## Task instructions
Look through the records and copy each line that has "ItemsResponse" in it.

## Supplied information
--
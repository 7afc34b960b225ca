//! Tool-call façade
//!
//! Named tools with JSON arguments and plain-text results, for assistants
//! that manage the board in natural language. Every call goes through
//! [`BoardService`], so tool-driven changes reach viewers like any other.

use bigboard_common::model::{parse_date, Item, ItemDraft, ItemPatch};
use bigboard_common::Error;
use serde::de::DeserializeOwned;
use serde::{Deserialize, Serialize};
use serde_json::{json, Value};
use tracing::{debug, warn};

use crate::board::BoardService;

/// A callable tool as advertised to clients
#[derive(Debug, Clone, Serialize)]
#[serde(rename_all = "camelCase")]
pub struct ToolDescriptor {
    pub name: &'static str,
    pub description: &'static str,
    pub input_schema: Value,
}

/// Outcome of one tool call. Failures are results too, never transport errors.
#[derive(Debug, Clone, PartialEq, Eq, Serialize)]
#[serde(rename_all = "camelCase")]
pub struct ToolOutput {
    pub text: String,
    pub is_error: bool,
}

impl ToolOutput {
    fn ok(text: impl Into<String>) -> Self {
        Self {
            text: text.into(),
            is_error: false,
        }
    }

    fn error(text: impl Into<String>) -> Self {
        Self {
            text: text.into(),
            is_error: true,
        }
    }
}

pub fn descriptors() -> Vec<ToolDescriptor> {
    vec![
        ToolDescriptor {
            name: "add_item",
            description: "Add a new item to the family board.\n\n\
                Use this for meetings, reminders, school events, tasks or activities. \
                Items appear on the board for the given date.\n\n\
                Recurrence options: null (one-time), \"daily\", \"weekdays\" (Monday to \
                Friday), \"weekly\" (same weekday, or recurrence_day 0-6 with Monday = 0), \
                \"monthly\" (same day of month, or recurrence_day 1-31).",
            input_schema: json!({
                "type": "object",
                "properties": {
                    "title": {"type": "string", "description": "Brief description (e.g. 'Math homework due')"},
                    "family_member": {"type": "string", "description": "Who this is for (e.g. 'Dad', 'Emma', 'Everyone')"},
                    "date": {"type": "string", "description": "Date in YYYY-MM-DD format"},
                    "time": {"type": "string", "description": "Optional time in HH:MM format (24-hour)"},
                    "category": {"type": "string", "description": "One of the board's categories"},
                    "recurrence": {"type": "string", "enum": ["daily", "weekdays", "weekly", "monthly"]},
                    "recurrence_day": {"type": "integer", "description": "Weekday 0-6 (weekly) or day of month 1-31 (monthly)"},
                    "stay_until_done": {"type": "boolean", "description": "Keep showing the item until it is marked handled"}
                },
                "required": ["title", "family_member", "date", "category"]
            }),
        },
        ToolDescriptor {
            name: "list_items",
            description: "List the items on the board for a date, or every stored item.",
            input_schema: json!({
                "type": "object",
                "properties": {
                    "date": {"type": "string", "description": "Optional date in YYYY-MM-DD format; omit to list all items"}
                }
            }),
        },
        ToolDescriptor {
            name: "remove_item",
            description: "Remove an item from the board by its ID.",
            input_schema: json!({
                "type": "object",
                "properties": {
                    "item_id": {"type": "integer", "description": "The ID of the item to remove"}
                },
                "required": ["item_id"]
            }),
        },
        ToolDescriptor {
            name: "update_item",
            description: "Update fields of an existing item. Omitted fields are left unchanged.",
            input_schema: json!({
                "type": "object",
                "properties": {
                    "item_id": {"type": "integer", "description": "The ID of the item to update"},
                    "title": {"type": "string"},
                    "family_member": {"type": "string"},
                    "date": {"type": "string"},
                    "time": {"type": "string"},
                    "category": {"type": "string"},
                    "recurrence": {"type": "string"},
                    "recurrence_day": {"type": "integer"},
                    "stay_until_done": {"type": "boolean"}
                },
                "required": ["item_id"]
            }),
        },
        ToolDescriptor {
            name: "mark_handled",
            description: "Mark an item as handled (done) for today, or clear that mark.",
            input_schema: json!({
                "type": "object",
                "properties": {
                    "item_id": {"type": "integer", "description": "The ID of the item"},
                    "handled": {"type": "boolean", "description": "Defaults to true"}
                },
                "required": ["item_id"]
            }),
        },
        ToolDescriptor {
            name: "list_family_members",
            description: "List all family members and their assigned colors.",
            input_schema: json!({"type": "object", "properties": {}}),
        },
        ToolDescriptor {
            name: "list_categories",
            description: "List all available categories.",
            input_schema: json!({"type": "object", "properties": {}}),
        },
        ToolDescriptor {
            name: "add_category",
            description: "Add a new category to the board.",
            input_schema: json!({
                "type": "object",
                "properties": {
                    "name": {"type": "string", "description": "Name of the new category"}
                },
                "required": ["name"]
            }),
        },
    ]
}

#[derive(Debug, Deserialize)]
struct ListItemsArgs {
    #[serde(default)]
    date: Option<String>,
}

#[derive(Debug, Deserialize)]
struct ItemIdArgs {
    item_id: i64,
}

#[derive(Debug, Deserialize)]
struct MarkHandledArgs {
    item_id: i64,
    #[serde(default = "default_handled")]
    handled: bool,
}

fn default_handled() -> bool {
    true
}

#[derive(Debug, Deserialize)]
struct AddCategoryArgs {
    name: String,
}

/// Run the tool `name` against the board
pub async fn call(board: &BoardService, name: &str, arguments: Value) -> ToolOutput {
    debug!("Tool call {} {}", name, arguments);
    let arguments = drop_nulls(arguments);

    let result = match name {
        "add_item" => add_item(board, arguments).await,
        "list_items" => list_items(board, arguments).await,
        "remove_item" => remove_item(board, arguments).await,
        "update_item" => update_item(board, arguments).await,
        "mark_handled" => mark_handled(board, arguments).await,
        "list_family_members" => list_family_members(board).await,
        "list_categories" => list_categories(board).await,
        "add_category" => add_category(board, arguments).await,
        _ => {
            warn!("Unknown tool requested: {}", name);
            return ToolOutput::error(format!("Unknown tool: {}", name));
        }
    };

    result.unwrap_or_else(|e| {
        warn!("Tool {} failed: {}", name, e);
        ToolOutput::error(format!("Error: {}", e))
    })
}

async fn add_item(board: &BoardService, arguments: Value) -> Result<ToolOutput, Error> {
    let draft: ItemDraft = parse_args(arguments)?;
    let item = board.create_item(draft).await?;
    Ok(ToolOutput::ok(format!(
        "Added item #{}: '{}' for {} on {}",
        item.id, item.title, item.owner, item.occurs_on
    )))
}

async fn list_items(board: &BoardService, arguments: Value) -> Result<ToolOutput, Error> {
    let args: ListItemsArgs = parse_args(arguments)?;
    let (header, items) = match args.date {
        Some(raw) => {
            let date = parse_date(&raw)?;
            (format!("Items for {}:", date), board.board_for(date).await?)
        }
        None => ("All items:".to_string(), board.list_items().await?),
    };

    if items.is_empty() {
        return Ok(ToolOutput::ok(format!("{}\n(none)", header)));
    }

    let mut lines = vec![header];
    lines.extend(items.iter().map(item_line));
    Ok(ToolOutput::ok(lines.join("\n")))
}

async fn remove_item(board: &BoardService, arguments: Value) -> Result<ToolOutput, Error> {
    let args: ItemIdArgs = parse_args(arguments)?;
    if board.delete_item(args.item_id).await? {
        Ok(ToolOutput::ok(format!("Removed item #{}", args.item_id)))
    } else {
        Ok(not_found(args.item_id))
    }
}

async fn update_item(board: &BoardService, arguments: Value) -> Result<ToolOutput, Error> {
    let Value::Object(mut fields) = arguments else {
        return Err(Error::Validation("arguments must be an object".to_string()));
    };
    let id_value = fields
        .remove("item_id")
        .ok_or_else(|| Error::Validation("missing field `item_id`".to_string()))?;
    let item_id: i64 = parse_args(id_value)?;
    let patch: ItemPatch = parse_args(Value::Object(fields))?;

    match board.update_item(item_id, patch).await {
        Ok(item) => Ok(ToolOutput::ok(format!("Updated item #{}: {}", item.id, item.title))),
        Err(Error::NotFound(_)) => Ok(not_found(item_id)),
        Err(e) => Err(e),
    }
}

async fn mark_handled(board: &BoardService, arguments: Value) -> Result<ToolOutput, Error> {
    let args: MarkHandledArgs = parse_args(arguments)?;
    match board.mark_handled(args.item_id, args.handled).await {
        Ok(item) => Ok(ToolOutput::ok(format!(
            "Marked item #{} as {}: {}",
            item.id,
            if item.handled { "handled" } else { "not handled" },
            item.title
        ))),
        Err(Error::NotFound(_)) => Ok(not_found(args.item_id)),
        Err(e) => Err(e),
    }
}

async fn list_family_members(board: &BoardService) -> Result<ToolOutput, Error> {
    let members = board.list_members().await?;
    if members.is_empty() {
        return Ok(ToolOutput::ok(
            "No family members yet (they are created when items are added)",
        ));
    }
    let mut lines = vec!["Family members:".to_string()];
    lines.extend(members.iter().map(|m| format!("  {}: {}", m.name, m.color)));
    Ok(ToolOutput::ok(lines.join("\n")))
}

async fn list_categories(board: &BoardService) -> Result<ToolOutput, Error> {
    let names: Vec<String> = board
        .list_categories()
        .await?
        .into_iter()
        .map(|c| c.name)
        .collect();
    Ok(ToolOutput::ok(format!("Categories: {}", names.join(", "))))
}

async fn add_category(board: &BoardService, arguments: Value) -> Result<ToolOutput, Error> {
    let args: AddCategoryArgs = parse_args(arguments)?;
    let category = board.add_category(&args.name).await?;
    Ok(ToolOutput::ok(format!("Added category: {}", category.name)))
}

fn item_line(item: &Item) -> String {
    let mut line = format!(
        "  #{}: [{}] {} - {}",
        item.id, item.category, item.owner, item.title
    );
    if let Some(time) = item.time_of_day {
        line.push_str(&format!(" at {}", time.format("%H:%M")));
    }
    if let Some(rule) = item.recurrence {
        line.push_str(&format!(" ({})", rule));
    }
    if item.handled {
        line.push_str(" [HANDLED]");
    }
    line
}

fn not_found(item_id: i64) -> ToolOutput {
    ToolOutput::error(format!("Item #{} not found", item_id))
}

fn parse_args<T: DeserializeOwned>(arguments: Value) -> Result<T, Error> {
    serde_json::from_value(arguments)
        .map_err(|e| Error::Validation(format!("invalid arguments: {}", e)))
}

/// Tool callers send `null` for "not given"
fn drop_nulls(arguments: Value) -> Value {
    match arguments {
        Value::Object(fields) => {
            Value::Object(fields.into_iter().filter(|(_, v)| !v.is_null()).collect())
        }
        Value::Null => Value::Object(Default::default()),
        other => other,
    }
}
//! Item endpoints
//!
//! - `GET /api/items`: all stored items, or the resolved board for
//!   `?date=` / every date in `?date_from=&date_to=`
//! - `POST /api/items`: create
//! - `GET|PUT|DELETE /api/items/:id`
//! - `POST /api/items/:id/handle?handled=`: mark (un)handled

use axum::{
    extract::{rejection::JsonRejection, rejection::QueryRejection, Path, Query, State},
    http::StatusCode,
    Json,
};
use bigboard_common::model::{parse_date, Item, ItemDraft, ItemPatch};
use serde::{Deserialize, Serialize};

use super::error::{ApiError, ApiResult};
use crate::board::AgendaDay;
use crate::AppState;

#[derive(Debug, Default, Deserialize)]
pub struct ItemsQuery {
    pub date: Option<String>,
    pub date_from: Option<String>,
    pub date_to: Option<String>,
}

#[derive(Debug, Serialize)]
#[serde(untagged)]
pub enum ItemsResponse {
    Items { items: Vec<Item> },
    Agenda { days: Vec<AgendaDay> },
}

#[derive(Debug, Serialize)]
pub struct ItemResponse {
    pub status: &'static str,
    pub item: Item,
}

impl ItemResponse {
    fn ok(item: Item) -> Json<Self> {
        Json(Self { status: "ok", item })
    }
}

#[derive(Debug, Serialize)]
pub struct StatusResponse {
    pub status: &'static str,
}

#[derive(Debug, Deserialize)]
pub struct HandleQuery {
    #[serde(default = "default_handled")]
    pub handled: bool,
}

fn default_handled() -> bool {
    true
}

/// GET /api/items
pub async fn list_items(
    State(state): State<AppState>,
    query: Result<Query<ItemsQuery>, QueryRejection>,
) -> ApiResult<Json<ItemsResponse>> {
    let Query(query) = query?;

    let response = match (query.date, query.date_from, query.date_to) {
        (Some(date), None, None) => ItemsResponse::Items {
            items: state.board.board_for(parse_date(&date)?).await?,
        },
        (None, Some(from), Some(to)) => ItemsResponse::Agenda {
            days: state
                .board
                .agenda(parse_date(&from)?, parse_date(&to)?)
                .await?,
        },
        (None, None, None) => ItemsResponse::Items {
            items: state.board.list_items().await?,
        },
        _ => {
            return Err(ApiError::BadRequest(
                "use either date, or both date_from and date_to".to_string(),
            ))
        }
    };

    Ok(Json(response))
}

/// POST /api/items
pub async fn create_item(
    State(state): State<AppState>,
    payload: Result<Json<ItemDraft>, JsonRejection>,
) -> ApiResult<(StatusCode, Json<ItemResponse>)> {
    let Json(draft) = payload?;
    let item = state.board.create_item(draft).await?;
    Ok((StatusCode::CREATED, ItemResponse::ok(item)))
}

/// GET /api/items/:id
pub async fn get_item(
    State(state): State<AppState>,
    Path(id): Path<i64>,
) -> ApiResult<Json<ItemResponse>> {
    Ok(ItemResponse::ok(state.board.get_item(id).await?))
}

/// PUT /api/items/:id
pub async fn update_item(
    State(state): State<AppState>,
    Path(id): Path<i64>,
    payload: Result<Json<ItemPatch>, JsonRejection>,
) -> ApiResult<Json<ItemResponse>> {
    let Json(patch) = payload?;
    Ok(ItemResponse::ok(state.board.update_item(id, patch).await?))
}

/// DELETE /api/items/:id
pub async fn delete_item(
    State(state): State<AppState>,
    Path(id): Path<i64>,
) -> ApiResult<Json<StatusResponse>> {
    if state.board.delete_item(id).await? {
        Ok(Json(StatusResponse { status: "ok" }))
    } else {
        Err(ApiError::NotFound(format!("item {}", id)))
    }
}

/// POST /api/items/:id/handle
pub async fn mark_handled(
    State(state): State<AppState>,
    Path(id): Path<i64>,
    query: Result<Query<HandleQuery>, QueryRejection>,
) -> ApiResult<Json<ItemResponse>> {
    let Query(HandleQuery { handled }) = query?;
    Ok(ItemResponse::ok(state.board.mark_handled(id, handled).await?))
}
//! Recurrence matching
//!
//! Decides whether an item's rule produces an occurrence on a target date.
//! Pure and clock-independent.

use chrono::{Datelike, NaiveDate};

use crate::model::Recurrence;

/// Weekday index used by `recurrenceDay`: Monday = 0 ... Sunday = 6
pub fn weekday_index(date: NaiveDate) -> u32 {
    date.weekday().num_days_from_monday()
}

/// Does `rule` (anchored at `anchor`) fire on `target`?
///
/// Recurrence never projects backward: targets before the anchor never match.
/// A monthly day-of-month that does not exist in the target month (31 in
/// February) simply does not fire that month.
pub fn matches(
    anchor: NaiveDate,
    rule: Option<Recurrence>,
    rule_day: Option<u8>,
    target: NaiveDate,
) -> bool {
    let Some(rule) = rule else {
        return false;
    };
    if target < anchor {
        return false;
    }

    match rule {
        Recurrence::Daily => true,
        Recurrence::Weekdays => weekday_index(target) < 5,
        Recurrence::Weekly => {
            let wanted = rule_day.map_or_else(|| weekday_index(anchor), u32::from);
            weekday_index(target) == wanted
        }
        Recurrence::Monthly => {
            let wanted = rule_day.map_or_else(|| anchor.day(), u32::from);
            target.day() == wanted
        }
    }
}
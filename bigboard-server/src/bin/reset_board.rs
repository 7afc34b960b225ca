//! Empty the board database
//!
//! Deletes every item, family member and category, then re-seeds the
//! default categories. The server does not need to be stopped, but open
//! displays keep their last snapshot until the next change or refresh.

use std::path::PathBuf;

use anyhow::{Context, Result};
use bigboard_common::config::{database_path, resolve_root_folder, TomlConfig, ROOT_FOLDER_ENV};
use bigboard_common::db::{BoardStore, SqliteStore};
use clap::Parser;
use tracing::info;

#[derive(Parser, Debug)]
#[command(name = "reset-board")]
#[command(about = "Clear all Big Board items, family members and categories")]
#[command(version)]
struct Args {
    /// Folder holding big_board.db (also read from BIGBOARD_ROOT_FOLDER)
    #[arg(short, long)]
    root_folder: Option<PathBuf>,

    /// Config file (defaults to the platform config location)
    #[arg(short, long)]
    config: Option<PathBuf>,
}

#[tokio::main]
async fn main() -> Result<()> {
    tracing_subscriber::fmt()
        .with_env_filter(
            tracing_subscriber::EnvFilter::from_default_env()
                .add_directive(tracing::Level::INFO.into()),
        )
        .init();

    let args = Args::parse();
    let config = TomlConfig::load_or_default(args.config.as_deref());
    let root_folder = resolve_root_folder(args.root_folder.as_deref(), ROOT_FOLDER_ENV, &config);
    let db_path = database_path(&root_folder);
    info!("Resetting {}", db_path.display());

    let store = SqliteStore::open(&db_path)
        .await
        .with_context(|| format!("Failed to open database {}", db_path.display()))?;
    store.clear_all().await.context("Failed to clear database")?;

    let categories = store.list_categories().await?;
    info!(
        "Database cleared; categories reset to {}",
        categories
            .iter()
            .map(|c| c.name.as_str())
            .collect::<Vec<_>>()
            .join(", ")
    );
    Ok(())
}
--
## Output
pub enum ItemsResponse {
) -> ApiResult<Json<ItemsResponse>> {
        (Some(date), None, None) => ItemsResponse::Items {
        (None, Some(from), Some(to)) => ItemsResponse::Agenda {
        (None, None, None) => ItemsResponse::Items {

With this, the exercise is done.